====== The input ======
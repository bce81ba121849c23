//! Analytics endpoints, gated on the `advanced_analytics` plan feature.

use axum::extract::{Json, State};
use chrono::{Duration, Utc};
use rust_decimal::Decimal;
use serde::Serialize;
use service_core::error::AppError;

use crate::currency::{round_money, total_in_base};
use crate::middleware::auth::AuthUser;
use crate::models::{AnalyticsData, ListInvoicesFilter};
use crate::services::usage::{month_start, MESSAGE_SENT};
use crate::startup::AppState;

const USAGE_WINDOW_DAYS: i64 = 30;

#[derive(Debug, Serialize)]
pub struct AnalyticsResponse {
    pub analytics: Vec<AnalyticsData>,
}

#[derive(Debug, Serialize)]
pub struct MonthStats {
    pub invoices_created: i64,
    pub clients_added: i64,
    pub messages_sent: i64,
    /// Invoiced this month, in USD.
    #[serde(with = "rust_decimal::serde::float")]
    pub revenue_generated: Decimal,
}

#[derive(Debug, Serialize)]
pub struct DashboardStats {
    pub current_month: MonthStats,
}

#[derive(Debug, Serialize)]
pub struct AnalyticsDashboardResponse {
    pub dashboard: DashboardStats,
}

/// GET /api/analytics/usage
pub async fn usage_analytics(
    State(state): State<AppState>,
    user: AuthUser,
) -> Result<Json<AnalyticsResponse>, AppError> {
    let since = Utc::now().date_naive() - Duration::days(USAGE_WINDOW_DAYS);
    let analytics = state.store.list_analytics(user.id(), since).await?;

    if analytics.is_empty() {
        return Err(AppError::NotFound(anyhow::anyhow!("No analytics data found")));
    }

    Ok(Json(AnalyticsResponse { analytics }))
}

/// GET /api/analytics/dashboard
pub async fn analytics_dashboard(
    State(state): State<AppState>,
    user: AuthUser,
) -> Result<Json<AnalyticsDashboardResponse>, AppError> {
    let start = month_start(Utc::now());

    let invoices = state
        .store
        .list_invoices(
            user.id(),
            &ListInvoicesFilter {
                created_since: Some(start),
                ..Default::default()
            },
        )
        .await?;
    let clients_added = state.store.count_clients(user.id(), Some(start)).await?;
    let messages_sent = state
        .store
        .list_usage(user.id(), start)
        .await?
        .iter()
        .filter(|log| log.feature_type == MESSAGE_SENT)
        .map(|log| i64::from(log.count))
        .sum();

    Ok(Json(AnalyticsDashboardResponse {
        dashboard: DashboardStats {
            current_month: MonthStats {
                invoices_created: invoices.len() as i64,
                clients_added,
                messages_sent,
                revenue_generated: round_money(total_in_base(&invoices)),
            },
        },
    }))
}
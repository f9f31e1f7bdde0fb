/// Error types shared by the scanner, navigator, buckets and settings
use std::io;
use std::path::{Path, PathBuf};
use thiserror::Error;

use crate::state::buckets::BucketKey;

#[derive(Debug, Error)]
pub enum ViewerError {
    /// Missing directory or file, or a path that is not part of the loaded set
    #[error("not found: {}", .0.display())]
    NotFound(PathBuf),

    /// Unreadable directory or unwritable destination
    #[error("permission denied: {}", .0.display())]
    PermissionDenied(PathBuf),

    /// Destination write failed part-way through a copy
    #[error("failed to copy {} to {}: {source}", .from.display(), .to.display())]
    CopyFailure {
        from: PathBuf,
        to: PathBuf,
        #[source]
        source: io::Error,
    },

    #[error("i/o error on {}: {source}", .path.display())]
    Io {
        path: PathBuf,
        #[source]
        source: io::Error,
    },

    #[error("bucket key {key} is outside the {slots} configured slots")]
    BucketOutOfRange { key: BucketKey, slots: usize },

    #[error("invalid settings file {}: {source}", .path.display())]
    Settings {
        path: PathBuf,
        #[source]
        source: serde_json::Error,
    },

    #[error("failed to decode {}: {source}", .path.display())]
    Decode {
        path: PathBuf,
        #[source]
        source: image::ImageError,
    },
}

impl ViewerError {
    /// Classify an I/O error raised while reading `path`
    pub fn from_io(path: &Path, source: io::Error) -> Self {
        match source.kind() {
            io::ErrorKind::NotFound => ViewerError::NotFound(path.to_path_buf()),
            io::ErrorKind::PermissionDenied => ViewerError::PermissionDenied(path.to_path_buf()),
            _ => ViewerError::Io {
                path: path.to_path_buf(),
                source,
            },
        }
    }

    /// Classify an I/O error raised while copying `from` into `to`
    pub fn from_copy(from: &Path, to: &Path, source: io::Error) -> Self {
        match source.kind() {
            io::ErrorKind::NotFound => ViewerError::NotFound(from.to_path_buf()),
            io::ErrorKind::PermissionDenied => {
                // Unreadable source or unwritable destination
                if std::fs::File::open(from).is_err() {
                    ViewerError::PermissionDenied(from.to_path_buf())
                } else {
                    ViewerError::PermissionDenied(to.to_path_buf())
                }
            }
            _ => ViewerError::CopyFailure {
                from: from.to_path_buf(),
                to: to.to_path_buf(),
                source,
            },
        }
    }
}

pub type Result<T> = std::result::Result<T, ViewerError>;
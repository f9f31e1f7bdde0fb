use clap::Parser;
use iced::keyboard::{self, key::Named, Key, Modifiers};
use iced::widget::{button, column, container, image, row, scrollable, text};
use iced::{Alignment, ContentFit, Element, Length, Subscription, Task, Theme};
use iced_aw::Wrap;
use rfd::FileDialog;
use std::collections::{HashMap, HashSet};
use std::path::{Path, PathBuf};

mod cli;
mod config;
mod error;
mod state;
mod thumbnail;

use config::Settings;
use state::buckets::{BucketKey, BucketMap, CopyResult};
use state::data::{ImageSet, SUPPORTED_EXTENSIONS};
use state::navigator::Navigator;
use state::scanner;
use thumbnail::Thumbnail;

/// Width of the thumbnail sidebar
const GRID_WIDTH: f32 = 280.0;

/// Main application state
struct ImageViewer {
    /// Loaded images and the one on screen
    navigator: Navigator,
    /// Digit key -> destination folder
    buckets: BucketMap,
    settings: Settings,
    /// Decoded thumbnails for the current set
    thumbnails: HashMap<PathBuf, image::Handle>,
    /// Images whose thumbnail could not be decoded
    broken_thumbnails: HashSet<PathBuf>,
    /// Bumped on every load so thumbnails for an older set are dropped
    generation: u64,
    /// Folder the current set was scanned from
    folder: Option<PathBuf>,
    /// Latest notification (errors, copy results)
    notice: Option<String>,
}

/// Application messages (events)
#[derive(Debug, Clone)]
enum Message {
    /// User clicked "Open File"
    OpenFile,
    /// User clicked "Open Folder"
    OpenFolder,
    Next,
    Previous,
    /// A thumbnail in the grid was clicked
    ThumbnailClicked(PathBuf),
    /// A digit key was pressed
    Classify(BucketKey),
    BindBucket(BucketKey),
    ClearBucket(BucketKey),
    /// Background thumbnail finished (generation, path, result)
    ThumbnailLoaded(u64, PathBuf, Result<Thumbnail, String>),
}
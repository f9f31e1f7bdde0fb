/// Bucket folders bound to digit keys, and the copy that fills them
use serde::{Deserialize, Serialize};
use std::collections::BTreeMap;
use std::fmt;
use std::fs;
use std::path::{Path, PathBuf};

use crate::error::{Result, ViewerError};

/// Largest number of buckets: one per digit key
pub const MAX_SLOTS: usize = 10;

/// A digit key (`0`..=`9`) that can carry a bucket
#[derive(Debug, Clone, Copy, PartialEq, Eq, PartialOrd, Ord, Hash)]
pub struct BucketKey(u8);

impl BucketKey {
    /// Keys in keyboard order: `1`..`9` then `0`
    pub const ALL: [BucketKey; MAX_SLOTS] = [
        BucketKey(1),
        BucketKey(2),
        BucketKey(3),
        BucketKey(4),
        BucketKey(5),
        BucketKey(6),
        BucketKey(7),
        BucketKey(8),
        BucketKey(9),
        BucketKey(0),
    ];

    pub fn from_char(c: char) -> Option<Self> {
        c.to_digit(10).map(|d| BucketKey(d as u8))
    }

    /// Position of this key in keyboard order
    fn slot(self) -> usize {
        if self.0 == 0 {
            MAX_SLOTS - 1
        } else {
            self.0 as usize - 1
        }
    }
}

impl fmt::Display for BucketKey {
    fn fmt(&self, f: &mut fmt::Formatter<'_>) -> fmt::Result {
        write!(f, "{}", self.0)
    }
}

/// What to do when the bucket already holds a file with the same name
#[derive(Serialize, Deserialize, Debug, Clone, Copy, Default, PartialEq, Eq)]
#[serde(rename_all = "lowercase")]
pub enum CollisionPolicy {
    /// Replace the existing file
    #[default]
    Overwrite,
    /// Leave the existing file alone
    Skip,
    /// Copy under a free name: `name (1).ext`, `name (2).ext`, ...
    Rename,
}

/// Outcome of a classify request
#[derive(Debug, Clone, PartialEq, Eq)]
pub enum CopyResult {
    Copied { destination: PathBuf },
    Skipped { destination: PathBuf },
    Unbound(BucketKey),
    NoImage,
}

/// Session-only mapping from digit keys to destination folders
#[derive(Debug, Clone, PartialEq, Eq)]
pub struct BucketMap {
    slots: usize,
    bindings: BTreeMap<BucketKey, PathBuf>,
}

impl BucketMap {
    /// Create an empty map with `slots` active keys (clamped to 1..=10)
    pub fn new(slots: usize) -> Self {
        Self {
            slots: slots.clamp(1, MAX_SLOTS),
            bindings: BTreeMap::new(),
        }
    }

    /// Number of active keys
    pub fn slots(&self) -> usize {
        self.slots
    }

    /// Active keys in keyboard order
    pub fn keys(&self) -> impl Iterator<Item = BucketKey> + '_ {
        BucketKey::ALL.into_iter().take(self.slots)
    }

    pub fn is_active(&self, key: BucketKey) -> bool {
        key.slot() < self.slots
    }

    /// Bind `key` to `folder`, replacing any previous binding
    pub fn bind(&mut self, key: BucketKey, folder: PathBuf) -> Result<()> {
        if !self.is_active(key) {
            return Err(ViewerError::BucketOutOfRange {
                key,
                slots: self.slots,
            });
        }

        log::info!("Bucket {} -> {}", key, folder.display());
        self.bindings.insert(key, folder);
        Ok(())
    }

    pub fn unbind(&mut self, key: BucketKey) -> Option<PathBuf> {
        self.bindings.remove(&key)
    }

    /// Folder bound to `key`, if the key is active and bound
    pub fn get(&self, key: BucketKey) -> Option<&Path> {
        if !self.is_active(key) {
            return None;
        }
        self.bindings.get(&key).map(PathBuf::as_path)
    }
}

/// Copy `source` into `folder` under its own file name.
///
/// `Skip` reports `Skipped` when the name is taken; `Rename` picks the first
/// free `name (n).ext`. The copy itself is a plain `fs::copy`.
///
/// A destination that is the source file itself (same folder, symlink, or
/// another spelling of the path) is always `Skipped`.
pub fn copy_into(source: &Path, folder: &Path, policy: CollisionPolicy) -> Result<CopyResult> {
    if !folder.is_dir() {
        return Err(ViewerError::NotFound(folder.to_path_buf()));
    }

    let file_name = source
        .file_name()
        .ok_or_else(|| ViewerError::NotFound(source.to_path_buf()))?;
    let mut destination = folder.join(file_name);

    if destination.exists() {
        if is_same_file(source, &destination) {
            log::info!("Skipped {}: bucket is the image's own folder", destination.display());
            return Ok(CopyResult::Skipped { destination });
        }

        match policy {
            CollisionPolicy::Overwrite => {}
            CollisionPolicy::Skip => {
                log::info!("Skipped {}: already in bucket", destination.display());
                return Ok(CopyResult::Skipped { destination });
            }
            CollisionPolicy::Rename => destination = free_name(folder, source),
        }
    }

    fs::copy(source, &destination).map_err(|e| ViewerError::from_copy(source, &destination, e))?;
    log::info!("Copied {} -> {}", source.display(), destination.display());

    Ok(CopyResult::Copied { destination })
}

fn is_same_file(a: &Path, b: &Path) -> bool {
    match (fs::canonicalize(a), fs::canonicalize(b)) {
        (Ok(a), Ok(b)) => a == b,
        _ => false,
    }
}

/// First `stem (n).ext` in `folder` that does not exist yet
fn free_name(folder: &Path, source: &Path) -> PathBuf {
    let stem = source
        .file_stem()
        .map(|s| s.to_string_lossy().to_string())
        .unwrap_or_default();
    let extension = source
        .extension()
        .map(|e| format!(".{}", e.to_string_lossy()))
        .unwrap_or_default();

    (1..)
        .map(|n| folder.join(format!("{stem} ({n}){extension}")))
        .find(|candidate| !candidate.exists())
        .unwrap_or_else(|| folder.join(source.file_name().unwrap_or_default()))
}

#[cfg(test)]
mod tests {
    use super::*;
    use tempfile::TempDir;

    fn write(path: &Path, contents: &str) {
        fs::write(path, contents).unwrap();
    }

    #[test]
    fn test_keys_follow_keyboard_order() {
        let map = BucketMap::new(3);
        let keys: Vec<_> = map.keys().map(|k| k.to_string()).collect();
        assert_eq!(keys, vec!["1", "2", "3"]);

        let map = BucketMap::new(10);
        let last = map.keys().last().unwrap();
        assert_eq!(last, BucketKey::from_char('0').unwrap());
    }

    #[test]
    fn test_slot_count_is_clamped() {
        assert_eq!(BucketMap::new(0).slots(), 1);
        assert_eq!(BucketMap::new(42).slots(), MAX_SLOTS);
    }

    #[test]
    fn test_from_char() {
        assert_eq!(BucketKey::from_char('7'), Some(BucketKey(7)));
        assert_eq!(BucketKey::from_char('0'), Some(BucketKey(0)));
        assert_eq!(BucketKey::from_char('x'), None);
    }

    #[test]
    fn test_bind_outside_active_slots() {
        let mut map = BucketMap::new(2);
        let three = BucketKey::from_char('3').unwrap();

        let err = map.bind(three, PathBuf::from("/dest")).unwrap_err();
        assert!(matches!(err, ViewerError::BucketOutOfRange { slots: 2, .. }));
        assert_eq!(map.get(three), None);
    }

    #[test]
    fn test_bind_replace_and_unbind() {
        let mut map = BucketMap::new(3);
        let one = BucketKey::from_char('1').unwrap();

        map.bind(one, PathBuf::from("/first")).unwrap();
        map.bind(one, PathBuf::from("/second")).unwrap();
        assert_eq!(map.get(one), Some(Path::new("/second")));

        assert_eq!(map.unbind(one), Some(PathBuf::from("/second")));
        assert_eq!(map.get(one), None);
    }

    #[test]
    fn test_copy_overwrite() {
        let src_dir = TempDir::new().unwrap();
        let dest_dir = TempDir::new().unwrap();
        let source = src_dir.path().join("b.jpg");
        write(&source, "new");
        write(&dest_dir.path().join("b.jpg"), "old");

        let result = copy_into(&source, dest_dir.path(), CollisionPolicy::Overwrite).unwrap();

        let destination = dest_dir.path().join("b.jpg");
        assert_eq!(result, CopyResult::Copied { destination: destination.clone() });
        assert_eq!(fs::read_to_string(destination).unwrap(), "new");
    }

    #[test]
    fn test_copy_skip_keeps_existing() {
        let src_dir = TempDir::new().unwrap();
        let dest_dir = TempDir::new().unwrap();
        let source = src_dir.path().join("b.jpg");
        write(&source, "new");
        write(&dest_dir.path().join("b.jpg"), "old");

        let result = copy_into(&source, dest_dir.path(), CollisionPolicy::Skip).unwrap();

        assert!(matches!(result, CopyResult::Skipped { .. }));
        assert_eq!(fs::read_to_string(dest_dir.path().join("b.jpg")).unwrap(), "old");
    }

    #[test]
    fn test_copy_rename_finds_free_name() {
        let src_dir = TempDir::new().unwrap();
        let dest_dir = TempDir::new().unwrap();
        let source = src_dir.path().join("b.jpg");
        write(&source, "new");
        write(&dest_dir.path().join("b.jpg"), "old");
        write(&dest_dir.path().join("b (1).jpg"), "older");

        let result = copy_into(&source, dest_dir.path(), CollisionPolicy::Rename).unwrap();

        let expected = dest_dir.path().join("b (2).jpg");
        assert_eq!(result, CopyResult::Copied { destination: expected.clone() });
        assert_eq!(fs::read_to_string(expected).unwrap(), "new");
        assert_eq!(fs::read_to_string(dest_dir.path().join("b.jpg")).unwrap(), "old");
    }

    #[test]
    fn test_copy_into_own_folder_keeps_image() {
        let dir = TempDir::new().unwrap();
        let source = dir.path().join("a.png");
        write(&source, "precious pixels");

        for policy in [
            CollisionPolicy::Overwrite,
            CollisionPolicy::Skip,
            CollisionPolicy::Rename,
        ] {
            let result = copy_into(&source, dir.path(), policy).unwrap();

            assert_eq!(result, CopyResult::Skipped { destination: source.clone() });
            assert_eq!(fs::read_to_string(&source).unwrap(), "precious pixels");
            assert_eq!(fs::read_dir(dir.path()).unwrap().count(), 1);
        }
    }

    #[test]
    fn test_copy_into_other_spelling_of_own_folder() {
        let dir = TempDir::new().unwrap();
        let nested = dir.path().join("nested");
        fs::create_dir(&nested).unwrap();
        let source = dir.path().join("a.png");
        write(&source, "precious pixels");

        let folder = nested.join("..");
        let result = copy_into(&source, &folder, CollisionPolicy::Overwrite).unwrap();

        assert!(matches!(result, CopyResult::Skipped { .. }));
        assert_eq!(fs::read_to_string(&source).unwrap(), "precious pixels");
    }

    #[test]
    fn test_copy_into_missing_folder() {
        let src_dir = TempDir::new().unwrap();
        let source = src_dir.path().join("b.jpg");
        write(&source, "data");

        let missing = src_dir.path().join("no-such-bucket");
        let err = copy_into(&source, &missing, CollisionPolicy::Overwrite).unwrap_err();
        assert!(matches!(err, ViewerError::NotFound(p) if p == missing));
    }

    #[test]
    fn test_copy_missing_source() {
        let src_dir = TempDir::new().unwrap();
        let dest_dir = TempDir::new().unwrap();

        let err = copy_into(
            &src_dir.path().join("vanished.png"),
            dest_dir.path(),
            CollisionPolicy::Overwrite,
        )
        .unwrap_err();
        assert!(matches!(err, ViewerError::NotFound(_)));
        assert_eq!(fs::read_dir(dest_dir.path()).unwrap().count(), 0);
    }
}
======
* **Prompt**
Give the number of lines in the material above that include the string "failed", with no further text.

* **Answer section**
3